Family and Intergenerational Influences on Health and Wellbeing

a PDHP primary research area

Our affiliates conduct research that reaches across the field of demography, but the Population Studies Center (PSC) – of which the PDHP is a part – has always had exceptional strength in family demography. Many of our key projects examine consequences of the social, political and economic context on family and intergenerational change, including the natural environment, and projects that serve large consortia of scientists spread across research institutions beyond the University of Michigan (UM). Cornerstone data collections lead by our affiliates serve family and intergenerational scientists around the world, including the Panel Study of Income Dynamics (PSID) and its companion Child Development Supplement (CDS) and Transition to Adulthood Study (TAS), and the Chitwan Valley Family Study (CVFS).

Two key factors blend to create especially high significance of our projects in family and intergenerational influences on health and wellbeing: (1) synergistic collaboration between population scale focused demographers and large-scale data collection focused survey methodologists; and (2) the broad interdisciplinary collaborative environment at PSC, the Institute for Social Research, and UM. One key example is the ongoing streams of research that begin with economic context as a starting point, but then blend the social connections among family members with individual-level psychological realities (attitudes, beliefs, mental health) to advance our understanding of family and intergenerational influences on health and wellbeing. A second is the tremendous advance in knowledge of genetic influence on health and wellbeing – a factor that for decades has loomed in all studies of family and intergenerational influences as a crucial missing variable with the potential to explain any other observed association.

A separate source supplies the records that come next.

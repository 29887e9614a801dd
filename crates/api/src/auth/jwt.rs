//! JWT access-token validation.
//!
//! Tokens are issued by the identity provider as HS256-signed JWTs carrying
//! a [`Claims`] payload; this service only verifies them. Token generation
//! is kept for local tooling and tests.

use jsonwebtoken::{decode, encode, DecodingKey, EncodingKey, Header, Validation};
use serde::{Deserialize, Serialize};
use unsub_core::types::DbId;
use uuid::Uuid;

/// JWT claims embedded in every access token.
#[derive(Debug, Serialize, Deserialize, Clone)]
pub struct Claims {
    /// Subject -- the user's id.
    pub sub: DbId,
    /// Expiration time (UTC Unix timestamp).
    pub exp: i64,
    /// Issued-at time (UTC Unix timestamp).
    pub iat: i64,
    /// Unique token identifier, logged for audit.
    pub jti: String,
}

/// Configuration for JWT validation.
#[derive(Debug, Clone)]
pub struct JwtConfig {
    /// HMAC-SHA256 secret shared with the identity provider.
    pub secret: String,
    /// Lifetime of tokens minted by [`generate_access_token`] (default: 15).
    pub access_token_expiry_mins: i64,
}

/// Default access token expiry in minutes.
const DEFAULT_ACCESS_EXPIRY_MINS: i64 = 15;

impl JwtConfig {
    /// Load JWT configuration from environment variables.
    ///
    /// | Env Var                    | Required | Default |
    /// |----------------------------|----------|---------|
    /// | `JWT_SECRET`               | **yes**  | --      |
    /// | `JWT_ACCESS_EXPIRY_MINS`   | no       | `15`    |
    ///
    /// # Panics
    ///
    /// Panics if `JWT_SECRET` is not set or is empty.
    pub fn from_env() -> Self {
        let secret =
            std::env::var("JWT_SECRET").expect("JWT_SECRET must be set in the environment");
        assert!(!secret.is_empty(), "JWT_SECRET must not be empty");

        let access_token_expiry_mins: i64 = std::env::var("JWT_ACCESS_EXPIRY_MINS")
            .unwrap_or_else(|_| DEFAULT_ACCESS_EXPIRY_MINS.to_string())
            .parse()
            .expect("JWT_ACCESS_EXPIRY_MINS must be a valid i64");

        Self {
            secret,
            access_token_expiry_mins,
        }
    }
}

/// Mint an HS256 access token for `user_id`.
pub fn generate_access_token(
    user_id: DbId,
    config: &JwtConfig,
) -> Result<String, jsonwebtoken::errors::Error> {
    let now = chrono::Utc::now().timestamp();
    let claims = Claims {
        sub: user_id,
        exp: now + config.access_token_expiry_mins * 60,
        iat: now,
        jti: Uuid::new_v4().to_string(),
    };

    encode(
        &Header::default(), // HS256
        &claims,
        &EncodingKey::from_secret(config.secret.as_bytes()),
    )
}

/// Validate and decode an access token, returning the embedded [`Claims`].
///
/// Validates the signature and expiration.
pub fn validate_token(
    token: &str,
    config: &JwtConfig,
) -> Result<Claims, jsonwebtoken::errors::Error> {
    let token_data = decode::<Claims>(
        token,
        &DecodingKey::from_secret(config.secret.as_bytes()),
        &Validation::default(), // HS256, validates exp
    )?;
    Ok(token_data.claims)
}

#[cfg(test)]
mod tests {
    use super::*;

    fn test_config() -> JwtConfig {
        JwtConfig {
            secret: "test-secret-that-is-long-enough-for-hmac".to_string(),
            access_token_expiry_mins: 15,
        }
    }

    #[test]
    fn test_generate_and_validate_access_token() {
        let config = test_config();
        let token = generate_access_token(42, &config).expect("token generation should succeed");

        let claims = validate_token(&token, &config).expect("token validation should succeed");
        assert_eq!(claims.sub, 42);
        assert!(claims.exp > claims.iat);
        assert!(!claims.jti.is_empty());
    }

    #[test]
    fn test_expired_token_fails() {
        let config = test_config();

        // Well past the default 60-second leeway.
        let now = chrono::Utc::now().timestamp();
        let claims = Claims {
            sub: 1,
            exp: now - 300,
            iat: now - 600,
            jti: Uuid::new_v4().to_string(),
        };

        let token = encode(
            &Header::default(),
            &claims,
            &EncodingKey::from_secret(config.secret.as_bytes()),
        )
        .expect("encoding should succeed");

        assert!(validate_token(&token, &config).is_err());
    }

    #[test]
    fn test_different_secrets_fail() {
        let config_a = JwtConfig {
            secret: "secret-alpha".to_string(),
            access_token_expiry_mins: 15,
        };
        let config_b = JwtConfig {
            secret: "secret-bravo".to_string(),
            access_token_expiry_mins: 15,
        };

        let token = generate_access_token(1, &config_a).expect("token generation should succeed");
        assert!(
            validate_token(&token, &config_b).is_err(),
            "token signed with a different secret must fail"
        );
    }
}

Both of these highly significant domains of collaborative science are vibrant clusters of constant research activity among PHDP affiliates.

Some of the key innovations in this primary research area include: (1) a new generation of rigorous, secure, internet based data collection tools that increase the flexibility of measurement and can be linked to other electronic innovations, such as in-home parentally administered computerized assessments for young children; (2) new approaches to blending existing electronic records with survey measures to assess the parental economic context of parenting decisions; (3) genetic collaboration that goes beyond large scale field work that collects DNA from families to collaborative interdisciplinary science that uses social and economic context to inform models of parents’ genetic dispositions to specific reactions in intergenerational models; and (4) new approaches for executing FMRI tests for very young children to measure the brain growth consequences of parental behaviors.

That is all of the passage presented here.